“Mr. Mercedes” di Stephen King

(Sperling & Kupfer, 2014)

E’ inutile borbottare, il Re è sempre il Re!

E anche in quest’ultima sua opera, che forse non ti inchioda alla poltrona come altre, esce fuori il grande scrittore che è.

King ci racconta un’anomala caccia a un serial killer – che indossa una maschera da …clown – da parte di un poliziotto in pensione, Bill Hodges, sovrappeso e in totale solitudine. Il killer, una volta fatta franca, sfiderà apertamente Bill tentando di distruggerlo emotivamente.

Ma sulla strada dell’ex poliziotto capitano l’adolescente e volitivo Jerome Robinson e Holly Gibney, cugina di una delle vittime del killer che, nonostante le sue grandi e profonde insicurezze di donna sola e schiacciata dalla figura materna, decide di aiutarlo.

Ma come sempre, in tutti i grandi romanzi del Re, i mostri che fanno più paura, quelli implacabili e senza pietà, sono quelli presi dalla vita reale e non dalla fantasia.

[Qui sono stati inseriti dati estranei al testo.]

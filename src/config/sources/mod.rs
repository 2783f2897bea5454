pub mod environment;
pub mod global_file;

E poi, far ammazzare barbaramente dei disoccupati che hanno appena passato la notte in fila per sperare di trovare un posto di lavoro, oltre ad essere un tragico segno dei tempi, è la firma di un grande narratore.

Da leggere …naturalmente.

“Il miglio verde” di Frank Darabont

(USA, 1999)

Dopo lo splendido “Le ali della libertà”, Frank Darabont firma la regia del suo secondo adattamento di un’opera del Re Stephen King.

Questa volta si tratta di un romanzo a puntate, successivamente ricompattato per esigenze editoriali, fra i più duri contro la pena di morte scritti da King.

Come in “Rita Hayworth e la redenzione del carcere di Shawshank”, “Il miglio verde” è ambientato nell’America degli anni Cinquanta, periodo centrale nella narrativa del Re, e che lo stesso Darabont riesce a ricreare magistralmente sul grande schermo.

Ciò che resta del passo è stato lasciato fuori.